Since almost no GNU code is portable to 16-bit CPUs, this suggests to
me that the GNU coding standards weren't being completely ignored.
I've also fixed bugs in the GNU where the source code assumed ASCII;
shall we chalk them up to the GNU coding standards too?

Yes, of course. The GNU coding standards let you assume ASCII.

Ross Ridge
 
K

Keith Thompson


Making "byte" a keyword would probably have broken a lot of existing
code. I'm almost inclined to think it would have been worth it.

Assuming you have a predefined "byte" type, is it signed or unsigned?
Is the signedness implementation-defined? Do you have explicit
"signed byte" and "unsigned byte" types?

Existing code that typedefs "byte" almost always defines it as
unsigned char, which would argue for requiring "byte" to be unsigned
and allowing "signed byte".

Oh well, it's too late now. But forcing the unit for sizeof to be the
same as the size of a character was a poor choice, even if it happened
to work for all supported platforms at the time.
what would be the right way to do it? Have any other languages
managed better? Ada?.

Ada has a predefined integer type Integer with a range of at least
-2**15+1 .. 2**15-1, and optionally another predefined integer type
Long_Integer, with a range of at least -2**31+1 .. 2**31-1.
Implementations may also provide any number of other predefined
integer types such as Short_Short_Integer, Short_Integer, and
Long_Long_Integer. Rather than predefined constants, Ada provides
attributes for all integer types, such as Integer'First, Integer'Last,
and Integer'Size (the latter is the size in bits).

Well-written Ada code tends to use user-defined integer types such as

type My_Integer is range 0 .. 1_000_000;

or, if you want the greatest possible range:

type Max_Integer is System.Min_Int .. System.Max_Int;

Unsigned types can be declared as:

type Unsigned_16 is mod 2**16;

There's similar support for fixed-point and floating-point types.

I have some vague thoughts about adding such a facility to a future
version of C (letting a user declare an integer type with a specified
range), but I don't see much demand for it.
 
K

Keith Thompson

It was a bad idea, anyway: wchar_t is not supposed to be a type on its
own.

Why not? Is there any reason other than compatibility with the
current standard for not making it a distinct type?

If compatibility is the only problem, I agree with your point -- but I
might still argue that creating a distinct "long char" type would have
been cleaner than adding wchar_t as a typedef in C89/C90.

<OT>FWIW, C++ has wchar_t as a distinct type whose name is a keyword.</OT>
 
P

Paul Eggert

No, not at all.

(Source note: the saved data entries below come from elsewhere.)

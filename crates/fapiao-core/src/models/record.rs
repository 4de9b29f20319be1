//! The invoice record produced by a single scan pass.

use serde::{Deserialize, Serialize};

/// Structured fields extracted from one invoice document.
///
/// Every field is optional: an absent field means its trigger pattern
/// never matched during the scan. An all-empty record is a valid,
/// well-formed result for an unparseable document.
#[derive(Debug, Clone, Default, PartialEq, Eq, Serialize, Deserialize)]
#[serde(default)]
pub struct InvoiceRecord {
    /// Contract number (e.g. `SLG-2024-001`).
    #[serde(skip_serializing_if = "Option::is_none")]
    pub contract_number: Option<String>,

    /// Seller name from the 销售方 name label.
    #[serde(skip_serializing_if = "Option::is_none")]
    pub seller_name: Option<String>,

    /// Project/goods name merged from up to two lines after the label.
    #[serde(skip_serializing_if = "Option::is_none")]
    pub project_name: Option<String>,

    /// Total amount in figures, two fractional digits (e.g. `1,234.56`).
    #[serde(skip_serializing_if = "Option::is_none")]
    pub invoice_amount: Option<String>,

    /// Issue date in `YYYY年MM月DD日` form.
    #[serde(skip_serializing_if = "Option::is_none")]
    pub issue_date: Option<String>,

    /// Invoice number (digits only).
    #[serde(skip_serializing_if = "Option::is_none")]
    pub invoice_number: Option<String>,

    /// Minimum table-row quantity scaled by 100, truncated, as `NN%`.
    #[serde(skip_serializing_if = "Option::is_none")]
    pub quantity_ratio: Option<String>,
}

/// Scalar fields populated by the first-match-wins rule table.
///
/// `project_name` and `quantity_ratio` are not scalar: they are filled
/// by the merge-window state machine and the quantity collector.
#[derive(Debug, Clone, Copy, PartialEq, Eq)]
pub enum ScalarField {
    ContractNumber,
    SellerName,
    IssueDate,
    InvoiceAmount,
    InvoiceNumber,
}

impl ScalarField {
    /// Field name as used in serialized output.
    pub fn name(&self) -> &'static str {
        match self {
            Self::ContractNumber => "contract_number",
            Self::SellerName => "seller_name",
            Self::IssueDate => "issue_date",
            Self::InvoiceAmount => "invoice_amount",
            Self::InvoiceNumber => "invoice_number",
        }
    }
}

impl InvoiceRecord {
    /// Current value of a scalar field.
    pub fn scalar(&self, field: ScalarField) -> Option<&str> {
        match field {
            ScalarField::ContractNumber => self.contract_number.as_deref(),
            ScalarField::SellerName => self.seller_name.as_deref(),
            ScalarField::IssueDate => self.issue_date.as_deref(),
            ScalarField::InvoiceAmount => self.invoice_amount.as_deref(),
            ScalarField::InvoiceNumber => self.invoice_number.as_deref(),
        }
    }

    /// Set a scalar field. Callers guard on emptiness first; the
    /// scanner never overwrites a populated field.
    pub fn set_scalar(&mut self, field: ScalarField, value: String) {
        let slot = match field {
            ScalarField::ContractNumber => &mut self.contract_number,
            ScalarField::SellerName => &mut self.seller_name,
            ScalarField::IssueDate => &mut self.issue_date,
            ScalarField::InvoiceAmount => &mut self.invoice_amount,
            ScalarField::InvoiceNumber => &mut self.invoice_number,
        };
        *slot = Some(value);
    }

    /// True if no field was extracted at all.
    pub fn is_empty(&self) -> bool {
        self.contract_number.is_none()
            && self.seller_name.is_none()
            && self.project_name.is_none()
            && self.invoice_amount.is_none()
            && self.issue_date.is_none()
            && self.invoice_number.is_none()
            && self.quantity_ratio.is_none()
    }

    /// Names of fields that stayed empty after the scan.
    pub fn missing_fields(&self) -> Vec<&'static str> {
        let mut missing = Vec::new();
        let fields: [(&'static str, bool); 7] = [
            ("contract_number", self.contract_number.is_none()),
            ("seller_name", self.seller_name.is_none()),
            ("project_name", self.project_name.is_none()),
            ("invoice_amount", self.invoice_amount.is_none()),
            ("issue_date", self.issue_date.is_none()),
            ("invoice_number", self.invoice_number.is_none()),
            ("quantity_ratio", self.quantity_ratio.is_none()),
        ];
        for (name, absent) in fields {
            if absent {
                missing.push(name);
            }
        }
        missing
    }
}

#[cfg(test)]
mod tests {
    use super::*;
    use pretty_assertions::assert_eq;

    #[test]
    fn test_empty_record() {
        let record = InvoiceRecord::default();
        assert!(record.is_empty());
        assert_eq!(record.missing_fields().len(), 7);
    }

    #[test]
    fn test_scalar_accessors() {
        let mut record = InvoiceRecord::default();
        assert!(record.scalar(ScalarField::ContractNumber).is_none());

        record.set_scalar(ScalarField::ContractNumber, "SLG-2024-001".to_string());
        assert_eq!(
            record.scalar(ScalarField::ContractNumber),
            Some("SLG-2024-001")
        );
        assert!(!record.is_empty());
        assert!(!record.missing_fields().contains(&"contract_number"));
    }

    #[test]
    fn test_serialization_skips_absent_fields() {
        let record = InvoiceRecord {
            invoice_number: Some("25117000000318420422".to_string()),
            ..Default::default()
        };

        let json = serde_json::to_string(&record).unwrap();
        assert_eq!(json, r#"{"invoice_number":"25117000000318420422"}"#);

        let back: InvoiceRecord = serde_json::from_str(&json).unwrap();
        assert_eq!(back, record);
    }
}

Lots of GNU code assumed 32-bit ints wasn't portable to
64-bit CPUs, either the GNU coding standard were being ingored completely

There are many bugs like that in non-GNU code as well. It's a very
common error. Blaming this on the GNU coding standards -- when they
don't say at all that you can assume that ints are at most 32 bits --
is a bit weird. You might as well blame all coding errors on the
standard.
Yes, of course. The GNU coding standards let you assume ASCII.

Where? I just searched for "ASCII" in the coding standards, and don't
see where C programmers can assume that the character set is ASCII.
No doubt some ASCII-related bugs remain in GNU code, but most of it
has run in non-ASCII locales for quite some time.
 
P

Paul Eggert

C99 requires at-least-16-bit int because the standard on which it's
based, C90, requires at-least-16-bit int.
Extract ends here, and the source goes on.